::: RECORDS SUPPLIED
use crate::foundation::error::{ReelError, ReelResult};

pub use kurbo::{Affine, Point, Rect, Vec2};

#[derive(
    Clone, Copy, Debug, PartialEq, Eq, PartialOrd, Ord, Hash, serde::Serialize, serde::Deserialize,
)]
pub struct FrameIndex(pub u64);

#[derive(Clone, Copy, Debug, PartialEq, Eq, serde::Serialize, serde::Deserialize)]
pub struct FrameRange {
    pub start: FrameIndex,
    pub end: FrameIndex, // exclusive
}

impl FrameRange {
    pub fn new(start: FrameIndex, end: FrameIndex) -> ReelResult<Self> {
        if start.0 > end.0 {
            return Err(ReelError::validation("FrameRange start must be <= end"));
        }
        Ok(Self { start, end })
    }

    pub fn len_frames(self) -> u64 {
        self.end.0.saturating_sub(self.start.0)
    }

    pub fn is_empty(self) -> bool {
        self.start.0 == self.end.0
    }

    pub fn contains(self, f: FrameIndex) -> bool {
        self.start.0 <= f.0 && f.0 < self.end.0
    }

    /// Frame offset of `f` relative to `start`, saturating at zero.
    pub fn local(self, f: FrameIndex) -> u64 {
        f.0.saturating_sub(self.start.0)
    }
}

#[derive(Clone, Copy, Debug, PartialEq, Eq, serde::Serialize, serde::Deserialize)]
pub struct Fps {
    pub num: u32,
    pub den: u32, // must be > 0
}

impl Fps {
    pub fn new(num: u32, den: u32) -> ReelResult<Self> {
        if den == 0 {
            return Err(ReelError::validation("Fps den must be > 0"));
        }
        if num == 0 {
            return Err(ReelError::validation("Fps num must be > 0"));
        }
        Ok(Self { num, den })
    }

    pub fn whole(num: u32) -> ReelResult<Self> {
        Self::new(num, 1)
    }

    pub fn as_f64(self) -> f64 {
        f64::from(self.num) / f64::from(self.den)
    }

    pub fn frame_duration_secs(self) -> f64 {
        f64::from(self.den) / f64::from(self.num)
    }

    pub fn frames_to_secs(self, frames: u64) -> f64 {
        (frames as f64) * self.frame_duration_secs()
    }

    pub fn secs_to_frames_floor(self, secs: f64) -> u64 {
        (secs * self.as_f64()).floor().max(0.0) as u64
    }

    pub fn secs_to_frames_round(self, secs: f64) -> u64 {
        if !secs.is_finite() {
            return 0;
        }
        (secs * self.as_f64()).round().max(0.0) as u64
    }
}

#[derive(Clone, Copy, Debug, PartialEq, Eq, serde::Serialize, serde::Deserialize)]
pub struct Canvas {
    pub width: u32,
    pub height: u32,
}

impl Canvas {
    pub fn center(self) -> Point {
        Point::new(f64::from(self.width) / 2.0, f64::from(self.height) / 2.0)
    }

    pub fn byte_len(self) -> usize {
        (self.width as usize)
            .saturating_mul(self.height as usize)
            .saturating_mul(4)
    }
}

#[cfg(test)]
#[path = "../../tests/unit/foundation/core.rs"]
mod tests;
::::::
● **EXERCISE AIM**:
Only lines that include "ReelResult" belong in the answer; copy all of them from the listing.

● **ANSWER AREA**:
use crate::foundation::error::{ReelError, ReelResult};
    pub fn new(start: FrameIndex, end: FrameIndex) -> ReelResult<Self> {
    pub fn new(num: u32, den: u32) -> ReelResult<Self> {
    pub fn whole(num: u32) -> ReelResult<Self> {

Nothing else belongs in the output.